[Records from a dataset]
▶

use std::collections::BTreeMap;
use std::path::Path;

use log::{debug, info, trace};
use nalgebra as na;
use rayon::prelude::*;

use crate::detected_points::{BBox, ImageDetections};
use crate::error::{Error, Result};
use crate::io::TrackDump;
use crate::optimization::{euclidean_cost_matrix, min_cost_assignment};

/// One physical object seen across images.
///
/// `occurrences` holds `(image index, box)` pairs with at most one box per
/// image, ordered by image index.
#[derive(Debug, Clone, PartialEq)]
pub struct Track {
    pub id: u32,
    pub occurrences: Vec<(usize, BBox)>,
}

impl Track {
    pub fn contains_image(&self, image_idx: usize) -> bool {
        self.occurrences.iter().any(|(i, _)| *i == image_idx)
    }
}

/// Object id -> track, plus the number of detections no track claimed.
#[derive(Debug, Clone, Default, PartialEq)]
pub struct TrackTable {
    pub tracks: BTreeMap<u32, Track>,
    pub unassigned: usize,
}

impl TrackTable {
    pub fn len(&self) -> usize {
        self.tracks.len()
    }

    pub fn is_empty(&self) -> bool {
        self.tracks.is_empty()
    }

    pub fn get(&self, id: u32) -> Option<&Track> {
        self.tracks.get(&id)
    }

    pub fn iter(&self) -> impl Iterator<Item = &Track> {
        self.tracks.values()
    }

    /// Serializable view keyed by image name instead of index.
    pub fn to_dump(&self, images: &[ImageDetections]) -> TrackDump {
        self.tracks
            .iter()
            .map(|(id, track)| {
                let occurrences = track
                    .occurrences
                    .iter()
                    .map(|(i, b)| (images[*i].name.clone(), [b.x_min, b.y_min, b.x_max, b.y_max]))
                    .collect();
                (*id, occurrences)
            })
            .collect()
    }
}

/// First image holding the most detections.
fn anchor_image(images: &[ImageDetections]) -> usize {
    let mut anchor = 0;
    for (i, img) in images.iter().enumerate() {
        if img.detections.len() > images[anchor].detections.len() {
            anchor = i;
        }
    }
    anchor
}

fn check_dimensions(images: &[ImageDetections]) -> Result<()> {
    let mut features = images
        .iter()
        .flat_map(|img| img.detections.iter().map(|d| d.feature.len()));
    let Some(expected) = features.next() else {
        return Ok(());
    };
    match features.find(|&len| len != expected) {
        Some(actual) => Err(Error::FeatureDimension { expected, actual }),
        None => Ok(()),
    }
}

struct Builder<'a> {
    images: &'a [ImageDetections],
    /// Position in processing order -> original image index.
    order: Vec<usize>,
    /// Object id per detection, indexed by processing position.
    ids: Vec<Vec<Option<u32>>>,
    tracks: BTreeMap<u32, Track>,
    next_id: u32,
}

impl Builder<'_> {
    fn mint(&mut self, pos: usize, det: usize) -> u32 {
        let id = self.next_id;
        self.next_id += 1;
        let image_idx = self.order[pos];
        self.ids[pos][det] = Some(id);
        self.tracks.insert(
            id,
            Track {
                id,
                occurrences: vec![(image_idx, self.images[image_idx].detections[det].bbox)],
            },
        );
        id
    }

    fn propagate(&mut self, id: u32, pos: usize, det: usize) {
        if self.ids[pos][det].is_some() {
            return;
        }
        let image_idx = self.order[pos];
        let Some(track) = self.tracks.get_mut(&id) else {
            return;
        };
        if track.contains_image(image_idx) {
            trace!(
                "object {} already has a box in {}, leaving detection {} unassigned",
                id, self.images[image_idx].name, det
            );
            return;
        }
        track
            .occurrences
            .push((image_idx, self.images[image_idx].detections[det].bbox));
        self.ids[pos][det] = Some(id);
    }
}

/// Builds object tracks across all images.
///
/// The image with the most detections is processed first and every one of
/// its detections opens a track. Every pair `(i, j)`, `i < j` in that order,
/// is then matched with an optimal assignment on feature distance and ids
/// are propagated greedily from `i` to `j` in scan order. A track never
/// takes two boxes from the same image; a detection that would break this
/// is left unassigned.
pub fn build_tracks(images: &[ImageDetections]) -> Result<TrackTable> {
    let total: usize = images.iter().map(|img| img.detections.len()).sum();
    if total == 0 {
        return Err(Error::EmptyInput(format!(
            "no detections in any of {} images",
            images.len()
        )));
    }
    check_dimensions(images)?;

    let anchor = anchor_image(images);
    let order: Vec<usize> = std::iter::once(anchor)
        .chain((0..images.len()).filter(|&i| i != anchor))
        .collect();
    debug!(
        "anchor image {} with {} detections",
        images[anchor].name,
        images[anchor].detections.len()
    );

    let pairs: Vec<(usize, usize)> = (0..order.len())
        .flat_map(|a| (a + 1..order.len()).map(move |b| (a, b)))
        .filter(|&(a, b)| {
            !images[order[a]].detections.is_empty() && !images[order[b]].detections.is_empty()
        })
        .collect();
    let matches: Vec<Vec<(usize, usize)>> = pairs
        .par_iter()
        .map(|&(a, b)| {
            let fa: Vec<&na::DVector<f64>> =
                images[order[a]].detections.iter().map(|d| &d.feature).collect();
            let fb: Vec<&na::DVector<f64>> =
                images[order[b]].detections.iter().map(|d| &d.feature).collect();
            min_cost_assignment(&euclidean_cost_matrix(&fa, &fb))
        })
        .collect::<Result<_>>()?;

    let mut builder = Builder {
        images,
        ids: order
            .iter()
            .map(|&i| vec![None; images[i].detections.len()])
            .collect(),
        order,
        tracks: BTreeMap::new(),
        next_id: 0,
    };
    for det in 0..images[anchor].detections.len() {
        builder.mint(0, det);
    }
    for (&(a, b), matched) in pairs.iter().zip(&matches) {
        for &(r, c) in matched {
            let id = match builder.ids[a][r] {
                Some(id) => id,
                None => builder.mint(a, r),
            };
            builder.propagate(id, b, c);
        }
    }

    let unassigned = builder.ids.iter().flatten().filter(|id| id.is_none()).count();
    let mut tracks = builder.tracks;
    for track in tracks.values_mut() {
        track.occurrences.sort_by_key(|(i, _)| *i);
    }
    info!(
        "{} tracks from {} detections in {} images ({} unassigned)",
        tracks.len(),
        total,
        images.len(),
        unassigned
    );
    Ok(TrackTable { tracks, unassigned })
}

/// Writes one label file per image, `<stem>.txt`, whose class column is the
/// object id. Images without any tracked box get an empty file.
pub fn write_track_labels(
    table: &TrackTable,
    images: &[ImageDetections],
    output_dir: &Path,
) -> Result<()> {
    std::fs::create_dir_all(output_dir)?;
    let mut lines: Vec<Vec<String>> = vec![Vec::new(); images.len()];
    for track in table.iter() {
        for (image_idx, bbox) in &track.occurrences {
            let img = &images[*image_idx];
            let label = bbox.to_normalized(track.id, img.width as f64, img.height as f64);
            lines[*image_idx].push(label.to_line());
        }
    }
    for (img, image_lines) in images.iter().zip(lines) {
        let stem = Path::new(&img.name)
            .file_stem()
            .map(|s| s.to_string_lossy().into_owned())
            .unwrap_or_else(|| img.name.clone());
        let mut contents = image_lines.join("\n");
        if !contents.is_empty() {
            contents.push('\n');
        }
        std::fs::write(output_dir.join(format!("{stem}.txt")), contents)?;
    }
    info!("wrote track labels for {} images to {:?}", images.len(), output_dir);
    Ok(())
}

◀

§ Instructions for the task
Please restate, word for word, the lines of the entries that run from the first line through the one holding "one box per", and add nothing.

§ Solved problem
use std::collections::BTreeMap;
use std::path::Path;

use log::{debug, info, trace};
use nalgebra as na;
use rayon::prelude::*;

use crate::detected_points::{BBox, ImageDetections};
use crate::error::{Error, Result};
use crate::io::TrackDump;
use crate::optimization::{euclidean_cost_matrix, min_cost_assignment};

/// One physical object seen across images.
///
/// `occurrences` holds `(image index, box)` pairs with at most one box per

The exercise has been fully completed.